Records supplied
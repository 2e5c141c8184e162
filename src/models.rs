use chrono::{DateTime, NaiveDate, Utc};
use serde::{Deserialize, Serialize};
use std::collections::BTreeMap;
use uuid::Uuid;

use crate::quality::QualityIssue;

// ─── Records ────────────────────────────────────────────────────────────────

#[derive(Debug, Clone, Copy, PartialEq, Eq, Hash, Serialize, Deserialize)]
pub enum LeadSource {
    Web,
    Referral,
    Event,
    #[serde(rename = "Cold Call")]
    ColdCall,
}

impl LeadSource {
    pub const ALL: [LeadSource; 4] = [Self::Web, Self::Referral, Self::Event, Self::ColdCall];

    pub fn as_str(self) -> &'static str {
        match self {
            Self::Web => "Web",
            Self::Referral => "Referral",
            Self::Event => "Event",
            Self::ColdCall => "Cold Call",
        }
    }
}

#[derive(Debug, Clone, Copy, PartialEq, Eq, Hash, Serialize, Deserialize)]
pub enum LeadStatus {
    New,
    Contacted,
    Qualified,
    Disqualified,
}

impl LeadStatus {
    pub const ALL: [LeadStatus; 4] = [Self::New, Self::Contacted, Self::Qualified, Self::Disqualified];

    pub fn as_str(self) -> &'static str {
        match self {
            Self::New => "New",
            Self::Contacted => "Contacted",
            Self::Qualified => "Qualified",
            Self::Disqualified => "Disqualified",
        }
    }
}

#[derive(Debug, Clone, Copy, PartialEq, Eq, Hash, Serialize, Deserialize)]
pub enum Product {
    #[serde(rename = "Product A")]
    ProductA,
    #[serde(rename = "Product B")]
    ProductB,
    #[serde(rename = "Product C")]
    ProductC,
}

impl Product {
    pub const ALL: [Product; 3] = [Self::ProductA, Self::ProductB, Self::ProductC];

    pub fn as_str(self) -> &'static str {
        match self {
            Self::ProductA => "Product A",
            Self::ProductB => "Product B",
            Self::ProductC => "Product C",
        }
    }
}

/// Pipeline stage of an opportunity. The last two variants are terminal.
#[derive(Debug, Clone, Copy, PartialEq, Eq, PartialOrd, Ord, Hash, Serialize, Deserialize)]
pub enum Stage {
    Prospecting,
    Qualification,
    Demo,
    Proposal,
    Negotiation,
    #[serde(rename = "Closed Won")]
    ClosedWon,
    #[serde(rename = "Closed Lost")]
    ClosedLost,
}

impl Stage {
    pub const ALL: [Stage; 7] = [
        Self::Prospecting,
        Self::Qualification,
        Self::Demo,
        Self::Proposal,
        Self::Negotiation,
        Self::ClosedWon,
        Self::ClosedLost,
    ];

    /// Stages reported in the stage-conversion chart.
    pub const CONVERSION_TRACKED: [Stage; 3] = [Self::Prospecting, Self::Qualification, Self::Demo];

    pub fn as_str(self) -> &'static str {
        match self {
            Self::Prospecting => "Prospecting",
            Self::Qualification => "Qualification",
            Self::Demo => "Demo",
            Self::Proposal => "Proposal",
            Self::Negotiation => "Negotiation",
            Self::ClosedWon => "Closed Won",
            Self::ClosedLost => "Closed Lost",
        }
    }

    pub fn is_open(self) -> bool {
        !matches!(self, Self::ClosedWon | Self::ClosedLost)
    }
}

#[derive(Debug, Clone, Copy, PartialEq, Eq, Hash, Serialize, Deserialize)]
pub enum DealStatus {
    #[serde(rename = "Closed Won")]
    ClosedWon,
    #[serde(rename = "Closed Lost")]
    ClosedLost,
}

impl DealStatus {
    pub fn as_str(self) -> &'static str {
        match self {
            Self::ClosedWon => "Closed Won",
            Self::ClosedLost => "Closed Lost",
        }
    }
}

#[derive(Debug, Clone, PartialEq, Serialize, Deserialize)]
pub struct Lead {
    pub id: String,
    pub name: String,
    pub source: LeadSource,
    pub date: NaiveDate,
    pub status: LeadStatus,
}

#[derive(Debug, Clone, PartialEq, Serialize, Deserialize)]
pub struct Opportunity {
    pub id: String,
    /// Loose reference; the lead may not exist in the same dataset.
    pub lead_id: String,
    pub amount: f64,
    pub product: Product,
    pub stage: Stage,
    pub owner: String,
    pub created_date: NaiveDate,
    pub close_date: NaiveDate,
}

#[derive(Debug, Clone, PartialEq, Serialize, Deserialize)]
pub struct ClosedDeal {
    pub id: String,
    /// Loose reference; the opportunity may not exist in the same dataset.
    pub opportunity_id: String,
    pub amount: f64,
    pub close_date: NaiveDate,
    pub status: DealStatus,
}

/// The three record collections produced for a single dashboard run.
#[derive(Debug, Clone, Default, PartialEq, Serialize, Deserialize)]
pub struct SalesDataset {
    pub leads: Vec<Lead>,
    pub opportunities: Vec<Opportunity>,
    pub closed_deals: Vec<ClosedDeal>,
}

pub const LEADS_TABLE: &str = "leads";
pub const OPPORTUNITIES_TABLE: &str = "opportunities";
pub const CLOSED_DEALS_TABLE: &str = "closed_deals";

impl SalesDataset {
    pub fn lead(&self, id: &str) -> Option<&Lead> {
        self.leads.iter().find(|lead| lead.id == id)
    }

    pub fn opportunity(&self, id: &str) -> Option<&Opportunity> {
        self.opportunities.iter().find(|opportunity| opportunity.id == id)
    }

    /// Named raw rows in lead, opportunity, closed-deal order.
    pub fn raw_tables(&self) -> serde_json::Result<Vec<(&'static str, Vec<serde_json::Value>)>> {
        Ok(vec![
            (LEADS_TABLE, to_rows(&self.leads)?),
            (OPPORTUNITIES_TABLE, to_rows(&self.opportunities)?),
            (CLOSED_DEALS_TABLE, to_rows(&self.closed_deals)?),
        ])
    }
}

fn to_rows<T: Serialize>(records: &[T]) -> serde_json::Result<Vec<serde_json::Value>> {
    records.iter().map(serde_json::to_value).collect()
}

// ─── KPIs ───────────────────────────────────────────────────────────────────

/// Metrics aggregated from the dataset.
#[derive(Debug, Clone, Copy, Default, PartialEq, Serialize, Deserialize)]
pub struct ComputedKpis {
    pub monthly_revenue: f64,
    pub average_deal_size: f64,
    pub win_rate: f64,
    pub pipeline_value: f64,
    pub pipeline_velocity: f64,
    pub coverage_ratio: f64,
    pub lead_conversion_rate: f64,
}

/// Placeholder metrics drawn at random. None of these are backed by data and
/// each must be replaced by a real computation before being trusted.
#[derive(Debug, Clone, Default, PartialEq, Serialize, Deserialize)]
pub struct SimulatedKpis {
    pub sales_cycle_days: f64,
    pub quota_attainment: f64,
    pub forecast_accuracy: f64,
    pub stage_conversion: BTreeMap<Stage, f64>,
    pub cost_per_lead: f64,
    pub mql_to_sql: f64,
    pub website_conversion: f64,
    pub cac: f64,
}

#[derive(Debug, Clone, PartialEq, Serialize, Deserialize)]
#[serde(untagged)]
pub enum KpiValue {
    Scalar(f64),
    Nested(BTreeMap<String, f64>),
}

impl KpiValue {
    pub fn as_scalar(&self) -> Option<f64> {
        match self {
            Self::Scalar(value) => Some(*value),
            Self::Nested(_) => None,
        }
    }
}

#[derive(Debug, Clone, Default, PartialEq, Serialize, Deserialize)]
pub struct KpiReport {
    pub computed: ComputedKpis,
    pub simulated: SimulatedKpis,
}

impl KpiReport {
    /// Flat metric-name view of both halves of the report.
    pub fn to_mapping(&self) -> BTreeMap<String, KpiValue> {
        let computed = &self.computed;
        let simulated = &self.simulated;
        let stage_conversion = simulated
            .stage_conversion
            .iter()
            .map(|(stage, rate)| (stage.as_str().to_string(), *rate))
            .collect();

        let mut mapping: BTreeMap<String, KpiValue> = [
            ("monthly_revenue", computed.monthly_revenue),
            ("average_deal_size", computed.average_deal_size),
            ("win_rate", computed.win_rate),
            ("pipeline_value", computed.pipeline_value),
            ("pipeline_velocity", computed.pipeline_velocity),
            ("coverage_ratio", computed.coverage_ratio),
            ("lead_conversion_rate", computed.lead_conversion_rate),
            ("sales_cycle_days", simulated.sales_cycle_days),
            ("quota_attainment", simulated.quota_attainment),
            ("forecast_accuracy", simulated.forecast_accuracy),
            ("cost_per_lead", simulated.cost_per_lead),
            ("mql_to_sql", simulated.mql_to_sql),
            ("website_conversion", simulated.website_conversion),
            ("cac", simulated.cac),
        ]
        .into_iter()
        .map(|(name, value)| (name.to_string(), KpiValue::Scalar(value)))
        .collect();
        mapping.insert("stage_conversion".to_string(), KpiValue::Nested(stage_conversion));
        mapping
    }

    pub fn ltv_estimate(&self) -> f64 {
        self.computed.average_deal_size * 3.0
    }

    /// `None` when acquisition cost is zero.
    pub fn ltv_cac_ratio(&self) -> Option<f64> {
        if self.simulated.cac == 0.0 {
            return None;
        }
        Some(self.ltv_estimate() / self.simulated.cac)
    }
}

#[derive(Debug, Clone, Copy, Default, PartialEq, Serialize, Deserialize)]
pub struct Forecast {
    pub next_30d_revenue: f64,
    pub next_30d_leads: i64,
}

// ─── Dashboard ──────────────────────────────────────────────────────────────

/// Everything handed to a renderer for one run.
#[derive(Debug, Clone, Serialize)]
#[serde(rename_all = "camelCase")]
pub struct DashboardView {
    pub run_id: Uuid,
    pub generated_at: DateTime<Utc>,
    pub kpis: KpiReport,
    pub forecast: Forecast,
    pub quality_issues: Vec<QualityIssue>,
    pub dataset: SalesDataset,
}

#[cfg(test)]
mod tests {
    use super::{KpiReport, KpiValue, Lead, LeadSource, LeadStatus, SalesDataset, SimulatedKpis, Stage};
    use chrono::NaiveDate;
    use std::collections::BTreeMap;

    #[test]
    fn terminal_stages_are_not_open() {
        let open = Stage::ALL.iter().filter(|stage| stage.is_open()).count();
        assert_eq!(open, 5);
        assert!(!Stage::ClosedWon.is_open());
        assert!(!Stage::ClosedLost.is_open());
    }

    #[test]
    fn serializes_display_names() {
        assert_eq!(serde_json::to_string(&LeadSource::ColdCall).expect("json"), "\"Cold Call\"");
        assert_eq!(serde_json::to_string(&Stage::ClosedWon).expect("json"), "\"Closed Won\"");
    }

    #[test]
    fn mapping_nests_stage_conversion() {
        let mut stage_conversion = BTreeMap::new();
        stage_conversion.insert(Stage::Demo, 0.5);
        let report = KpiReport {
            simulated: SimulatedKpis {
                stage_conversion,
                cac: 1000.0,
                ..SimulatedKpis::default()
            },
            ..KpiReport::default()
        };
        let mapping = report.to_mapping();
        assert_eq!(mapping.len(), 15);
        assert_eq!(mapping["cac"].as_scalar(), Some(1000.0));
        match &mapping["stage_conversion"] {
            KpiValue::Nested(rates) => assert_eq!(rates.get("Demo"), Some(&0.5)),
            other => panic!("unexpected value {other:?}"),
        }
    }

    #[test]
    fn raw_rows_keep_record_field_order() {
        let dataset = SalesDataset {
            leads: vec![Lead {
                id: "L1000".to_string(),
                name: "Cedar Labs Inc".to_string(),
                source: LeadSource::Referral,
                date: NaiveDate::from_ymd_opt(2024, 5, 2).expect("valid date"),
                status: LeadStatus::New,
            }],
            ..SalesDataset::default()
        };
        let tables = dataset.raw_tables().expect("raw tables");
        assert_eq!(tables[0].0, "leads");
        let columns = tables[0].1[0]
            .as_object()
            .expect("lead row")
            .keys()
            .cloned()
            .collect::<Vec<_>>();
        assert_eq!(columns, vec!["id", "name", "source", "date", "status"]);
    }

    #[test]
    fn ltv_cac_ratio_is_undefined_without_cac() {
        let mut report = KpiReport::default();
        report.computed.average_deal_size = 10_000.0;
        assert_eq!(report.ltv_estimate(), 30_000.0);
        assert_eq!(report.ltv_cac_ratio(), None);

        report.simulated.cac = 1_500.0;
        assert_eq!(report.ltv_cac_ratio(), Some(20.0));
    }
}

What needs to be done
State the number of lines in the data that contain the word "Referral", offering no other text.

Result of this exercise
4